A PM Decree lifts most restrictions on economic activity and restores free movement of people within their own Region starting from 18 May.

3 June

Pursuant the PM Decree of 17 May, free movement of people is restored across regional borders and to/from Schengen area countries

9 June

The working group of experts appointed by the Prime Minister and chaired by former Vodafone CEO Vittorio Colao submits its final report “Italy 2020-2022: Initiatives for recovery” to the Government.

11 June

A PM Decree sets the regulatory framework applying in the following month. Movement of people to/from non-European countries remains restricted at least until 30 June.

13-20 June

The Prime Minister consults with a wide array of economic and social categories, with a view to gathering suggestions for the forthcoming economic recovery plan, basing on which Italy will ask for its share of the “Next Generation EU” funds.


Officially, the Covid-19 emergency will end on 31 July: this is when all the existing restrictions will cease applying, unless the Government decides otherwise.

In here are the main rules applying from 15 June to 14 July, pursuant the PM Decree of 11 June.


Regions have obtained that the decision-making power is handed over to them with regards to:

  • [Collectively] presiding over the resumption of economic activities

Sector-specific protocols with safety guidelines that business should comply with when they re-open were adopted by the Conference of the Regions, and replaced the much stricter rules that had been proposed by the national Government.

  • [Individually] allowing certain economic activities to reopen, basing on the contagion spread risk in their own jurisdiction
  • [Individually] Restoring restrictions whenever needed

In case the health risk assessment conducted by the Ministry of Health on a number of indicators (e.g. contagion rate, intensive care units capacity, etc.) shows any serious contagion threat in a Region or in a sub-regional area, it will be up to the relevant Regional President to take the ultimate decision of imposing or lifting restrictions, by simply informing the Minister of Health.


Basing on the data submitted by the Regions and Autonomous Provinces in the week between 8 June and 14 June, the Ministry of Health concluded that overall, the risk associated with a covid-19 contagion spread is still low across the country, but warning signals are emerging in a number of Regions.

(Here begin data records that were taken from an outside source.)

#[cfg(test)]
mod tests {
    use super::*;
    use krishimitra_markdown::Advisory;
    use krishimitra_shared::UserProfile;
    use tokio::sync::Notify;

    fn flow(server: &wiremock::MockServer) -> AdvisoryFlow {
        let client = reqwest::Client::new();
        AdvisoryFlow::new(
            WeatherClient::new(client.clone(), &server.uri()).unwrap(),
            GeocodeClient::new(client, &server.uri()).unwrap(),
        )
    }

    fn weather_body() -> serde_json::Value {
        serde_json::json!({
            "temperature": 31.5,
            "humidity": 64,
            "windSpeed": 3.2,
            "conditions": "scattered clouds",
            "alerts": [],
            "soilManagement": "Soil improvement suggestions: add compost\npH adjustment: apply lime",
            "seasonalPlanning": "",
            "plantRecommendations": "Water early in the morning."
        })
    }

    #[tokio::test]
    async fn geocoded_coordinates_are_sent_verbatim() {
        let server = wiremock::MockServer::start().await;

        wiremock::Mock::given(wiremock::matchers::method("GET"))
            .and(wiremock::matchers::path("/search"))
            .and(wiremock::matchers::query_param("q", "New Delhi"))
            .respond_with(wiremock::ResponseTemplate::new(200).set_body_json(serde_json::json!([
                {"lat": "28.6138954", "lon": "77.2090057", "display_name": "New Delhi, Delhi, India"}
            ])))
            .mount(&server)
            .await;

        wiremock::Mock::given(wiremock::matchers::method("POST"))
            .and(wiremock::matchers::path("/api/weather-alerts"))
            .and(wiremock::matchers::body_json(serde_json::json!({
                "lat": 28.6138954,
                "lon": 77.2090057,
                "email": "asha@example.com",
                "plantName": "Tomato"
            })))
            .respond_with(wiremock::ResponseTemplate::new(200).set_body_json(weather_body()))
            .expect(1)
            .mount(&server)
            .await;

        let mut session = SessionContext::default().with_user(UserProfile {
            id: "u1".into(),
            display_name: "Asha".into(),
            email: Some("asha@example.com".into()),
        });
        let request = AdvisoryRequest {
            place: Some("New Delhi".into()),
            plant_name: Some("Tomato".into()),
            ..Default::default()
        };

        let (target, report) = flow(&server).advise(&request, &mut session).await.unwrap();

        assert_eq!(session.location, Some(Coordinates::new(28.6138954, 77.2090057)));
        assert_eq!(
            target.location.place_name.as_deref(),
            Some("New Delhi, Delhi, India")
        );
        assert_eq!(report.temperature, 31.5);
        assert_eq!(
            report.alerts,
            vec![favorable_alert(Some("Tomato"))]
        );
        assert_eq!(
            report.alerts[0].message,
            "Weather conditions are currently favorable for your Tomato."
        );
        match report.soil {
            Some(AdvisoryView::Structured(Advisory::Soil(section))) => {
                assert_eq!(section.get("improvements"), Some("add compost"));
            }
            other => panic!("expected structured soil advisory, got {other:?}"),
        }
        assert_eq!(report.seasonal, None);
        assert!(matches!(report.plants, Some(AdvisoryView::Fallback(_))));
    }

    #[tokio::test]
    async fn unknown_place_is_validation_error() {
        let server = wiremock::MockServer::start().await;
        wiremock::Mock::given(wiremock::matchers::method("GET"))
            .and(wiremock::matchers::path("/search"))
            .respond_with(wiremock::ResponseTemplate::new(200).set_body_json(serde_json::json!([])))
            .mount(&server)
            .await;

        let request = AdvisoryRequest {
            place: Some("Atlantis".into()),
            ..Default::default()
        };
        let mut session = SessionContext::default();
        let err = flow(&server)
            .resolve_location(&request, &mut session)
            .await
            .unwrap_err();

        assert_eq!(err.user_message(), PLACE_NOT_FOUND);
        assert_eq!(session.location, None);
    }

    #[tokio::test]
    async fn no_location_is_permission_denied() {
        let server = wiremock::MockServer::start().await;
        let mut session = SessionContext::default();
        let err = flow(&server)
            .resolve_location(&AdvisoryRequest::default(), &mut session)
            .await
            .unwrap_err();
        assert!(matches!(err, KrishiMitraError::PermissionDenied { .. }));
        assert_eq!(err.user_message(), LOCATION_UNAVAILABLE);
    }

    #[tokio::test]
    async fn explicit_coordinates_beat_session() {
        let server = wiremock::MockServer::start().await;
        let mut session = SessionContext::default().with_location(Coordinates::new(1.0, 1.0));
        let request = AdvisoryRequest {
            coordinates: Some(Coordinates::new(12.97, 77.59)),
            ..Default::default()
        };

        let resolved = flow(&server)
            .resolve_location(&request, &mut session)
            .await
            .unwrap();
        assert_eq!(resolved.coordinates, Coordinates::new(12.97, 77.59));
        assert_eq!(session.location, Some(Coordinates::new(12.97, 77.59)));

        let bad = AdvisoryRequest {
            coordinates: Some(Coordinates::new(120.0, 0.0)),
            ..Default::default()
        };
        assert!(matches!(
            flow(&server).resolve_location(&bad, &mut session).await,
            Err(KrishiMitraError::Validation { .. })
        ));
    }

    #[tokio::test]
    async fn reported_alerts_are_kept() {
        let server = wiremock::MockServer::start().await;
        wiremock::Mock::given(wiremock::matchers::method("POST"))
            .and(wiremock::matchers::path("/api/weather-alerts"))
            .respond_with(wiremock::ResponseTemplate::new(200).set_body_json(serde_json::json!({
                "temperature": 41.0,
                "alerts": [{"type": "warning", "message": "Heat wave expected"}]
            })))
            .mount(&server)
            .await;

        let mut session = SessionContext::default().with_location(Coordinates::new(26.9, 75.8));
        let (_, report) = flow(&server)
            .advise(&AdvisoryRequest::default(), &mut session)
            .await
            .unwrap();

        assert_eq!(report.alerts.len(), 1);
        assert_eq!(report.alerts[0].severity, AlertSeverity::Warning);
        assert_eq!(report.soil, None);
    }

    #[test]
    fn favorable_alert_defaults_to_crops() {
        assert_eq!(
            favorable_alert(None).message,
            "Weather conditions are currently favorable for your crops."
        );
        assert_eq!(favorable_alert(Some("  ")).severity, AlertSeverity::Info);
    }

    #[tokio::test]
    async fn poller_continues_after_failures_and_stops_on_shutdown() {
        let server = wiremock::MockServer::start().await;
        wiremock::Mock::given(wiremock::matchers::method("POST"))
            .and(wiremock::matchers::path("/api/weather-alerts"))
            .respond_with(wiremock::ResponseTemplate::new(503))
            .up_to_n_times(2)
            .mount(&server)
            .await;
        wiremock::Mock::given(wiremock::matchers::method("POST"))
            .and(wiremock::matchers::path("/api/weather-alerts"))
            .respond_with(wiremock::ResponseTemplate::new(200).set_body_json(weather_body()))
            .mount(&server)
            .await;

        let flow = flow(&server);
        let target = AdvisoryTarget {
            location: ResolvedLocation {
                coordinates: Coordinates::new(19.07, 72.87),
                place_name: None,
            },
            plant_name: None,
            email: None,
        };

        let stop = Notify::new();
        let mut outcomes = Vec::new();
        let polls = WeatherPoller::new(&flow, target, Duration::from_millis(10))
            .run(
                |result| {
                    outcomes.push(result.is_ok());
                    if outcomes.len() == 3 {
                        stop.notify_one();
                    }
                },
                stop.notified(),
            )
            .await;

        assert_eq!(polls, 3);
        assert_eq!(outcomes, vec![false, false, true]);
    }

    fn mumbai() -> AdvisoryTarget {
        AdvisoryTarget {
            location: ResolvedLocation {
                coordinates: Coordinates::new(19.07, 72.87),
                place_name: None,
            },
            plant_name: None,
            email: None,
        }
    }

    #[tokio::test]
    async fn poller_waits_one_interval_before_first_poll() {
        let server = wiremock::MockServer::start().await;
        wiremock::Mock::given(wiremock::matchers::method("POST"))
            .and(wiremock::matchers::path("/api/weather-alerts"))
            .respond_with(wiremock::ResponseTemplate::new(200).set_body_json(weather_body()))
            .mount(&server)
            .await;

        let flow = flow(&server);
        let mut reports = 0;
        let polls = WeatherPoller::new(&flow, mumbai(), Duration::from_secs(3600))
            .run(
                |_| reports += 1,
                tokio::time::sleep(Duration::from_millis(100)),
            )
            .await;

        assert_eq!(polls, 0);
        assert_eq!(reports, 0);
        assert!(server.received_requests().await.unwrap().is_empty());
    }

    #[tokio::test]
    async fn shutdown_abandons_poll_in_flight() {
        let server = wiremock::MockServer::start().await;
        wiremock::Mock::given(wiremock::matchers::method("POST"))
            .and(wiremock::matchers::path("/api/weather-alerts"))
            .respond_with(
                wiremock::ResponseTemplate::new(200)
                    .set_body_json(weather_body())
                    .set_delay(Duration::from_secs(30)),
            )
            .mount(&server)
            .await;

        let flow = flow(&server);
        let run = WeatherPoller::new(&flow, mumbai(), Duration::from_millis(10)).run(
            |_| panic!("no poll should complete"),
            tokio::time::sleep(Duration::from_millis(300)),
        );
        let polls = tokio::time::timeout(Duration::from_secs(5), run)
            .await
            .expect("poller should stop promptly");

        assert_eq!(polls, 0);
    }
}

For the first time, the health risk assessment exercise detected an increase in the incidence of the epidemic in three large Regions (Lombardy, Emilia-Romagna and Lazio) following the reopening of retail stores and other economic activities (i.e. the second step in the resumption of economic and social life, which started on 18 May).

The data basing on which the assessment was carried out are not recent enough for the Ministry to draw any conclusion on the impact of the third step, i.e. the resumption of free movement of people across Italian Regions and across the Schengen area, which was only restored on 3 June – this  will only be assessed in the weeks to come.

Still, the recorded increase in the incidence of the epidemic did not bring any threat to the capacity of hospitals and ICUs.

Despite the “warning signals”, the Ministry is not recommending any “red zone” or any other change in the schedule of the reopening.

€55 BILLION ECONOMIC RECOVERY PACKAGE to tackle the economic downturn

The package was adopted by the Cabinet on 13 May but has not been published yet. These are the main provisions:

 Income support schemes (€25.6 billion overall)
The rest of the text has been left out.